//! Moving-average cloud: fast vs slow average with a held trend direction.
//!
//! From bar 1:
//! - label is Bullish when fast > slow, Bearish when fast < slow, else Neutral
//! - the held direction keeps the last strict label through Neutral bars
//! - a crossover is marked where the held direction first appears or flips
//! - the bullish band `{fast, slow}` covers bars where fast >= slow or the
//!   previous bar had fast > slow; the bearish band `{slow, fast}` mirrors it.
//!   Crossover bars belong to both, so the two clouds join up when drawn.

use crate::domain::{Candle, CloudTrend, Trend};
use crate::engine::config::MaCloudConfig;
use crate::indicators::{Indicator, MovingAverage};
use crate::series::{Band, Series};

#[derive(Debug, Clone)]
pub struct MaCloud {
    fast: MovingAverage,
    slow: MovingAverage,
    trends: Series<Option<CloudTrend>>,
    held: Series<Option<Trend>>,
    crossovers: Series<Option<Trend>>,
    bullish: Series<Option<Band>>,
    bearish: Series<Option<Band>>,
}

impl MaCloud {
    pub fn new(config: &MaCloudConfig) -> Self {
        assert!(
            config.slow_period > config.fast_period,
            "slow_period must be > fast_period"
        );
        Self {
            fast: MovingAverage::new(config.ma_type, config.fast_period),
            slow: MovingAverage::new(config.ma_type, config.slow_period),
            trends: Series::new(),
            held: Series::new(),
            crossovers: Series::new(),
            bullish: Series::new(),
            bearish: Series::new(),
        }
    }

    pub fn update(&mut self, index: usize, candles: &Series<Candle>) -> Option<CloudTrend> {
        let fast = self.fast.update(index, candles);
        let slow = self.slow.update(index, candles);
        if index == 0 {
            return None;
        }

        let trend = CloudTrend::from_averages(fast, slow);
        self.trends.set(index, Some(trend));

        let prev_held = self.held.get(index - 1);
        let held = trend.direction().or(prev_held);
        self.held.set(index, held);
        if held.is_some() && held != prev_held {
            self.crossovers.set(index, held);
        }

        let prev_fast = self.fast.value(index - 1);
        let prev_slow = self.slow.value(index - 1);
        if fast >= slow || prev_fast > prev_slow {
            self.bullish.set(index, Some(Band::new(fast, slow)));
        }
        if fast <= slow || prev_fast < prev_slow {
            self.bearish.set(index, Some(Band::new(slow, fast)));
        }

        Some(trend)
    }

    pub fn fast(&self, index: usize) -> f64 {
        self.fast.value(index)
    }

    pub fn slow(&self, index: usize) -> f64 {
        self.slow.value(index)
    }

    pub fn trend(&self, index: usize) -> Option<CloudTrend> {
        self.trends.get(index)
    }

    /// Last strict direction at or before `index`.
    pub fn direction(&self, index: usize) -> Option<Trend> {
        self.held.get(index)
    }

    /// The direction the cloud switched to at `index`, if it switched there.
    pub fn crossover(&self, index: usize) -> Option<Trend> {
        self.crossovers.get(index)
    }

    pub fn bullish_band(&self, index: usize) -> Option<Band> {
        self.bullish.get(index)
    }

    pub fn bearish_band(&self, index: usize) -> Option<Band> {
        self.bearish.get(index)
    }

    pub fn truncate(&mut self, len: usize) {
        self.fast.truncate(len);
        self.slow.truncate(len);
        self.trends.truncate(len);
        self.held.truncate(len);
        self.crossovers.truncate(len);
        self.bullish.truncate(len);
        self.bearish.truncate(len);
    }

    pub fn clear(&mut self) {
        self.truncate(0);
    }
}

★ ★ ★ ★ ★ ★ ★

▶ _TASK_: Look through the entries above and quote exactly the lines from the line with "pub struct MaCloud" to the line with "if held.is_some() &&", counting both of those lines.

▶ _EXERCISE ANSWER_:
pub struct MaCloud {
    fast: MovingAverage,
    slow: MovingAverage,
    trends: Series<Option<CloudTrend>>,
    held: Series<Option<Trend>>,
    crossovers: Series<Option<Trend>>,
    bullish: Series<Option<Band>>,
    bearish: Series<Option<Band>>,
}

impl MaCloud {
    pub fn new(config: &MaCloudConfig) -> Self {
        assert!(
            config.slow_period > config.fast_period,
            "slow_period must be > fast_period"
        );
        Self {
            fast: MovingAverage::new(config.ma_type, config.fast_period),
            slow: MovingAverage::new(config.ma_type, config.slow_period),
            trends: Series::new(),
            held: Series::new(),
            crossovers: Series::new(),
            bullish: Series::new(),
            bearish: Series::new(),
        }
    }

    pub fn update(&mut self, index: usize, candles: &Series<Candle>) -> Option<CloudTrend> {
        let fast = self.fast.update(index, candles);
        let slow = self.slow.update(index, candles);
        if index == 0 {
            return None;
        }

        let trend = CloudTrend::from_averages(fast, slow);
        self.trends.set(index, Some(trend));

        let prev_held = self.held.get(index - 1);
        let held = trend.direction().or(prev_held);
        self.held.set(index, held);
        if held.is_some() && held != prev_held {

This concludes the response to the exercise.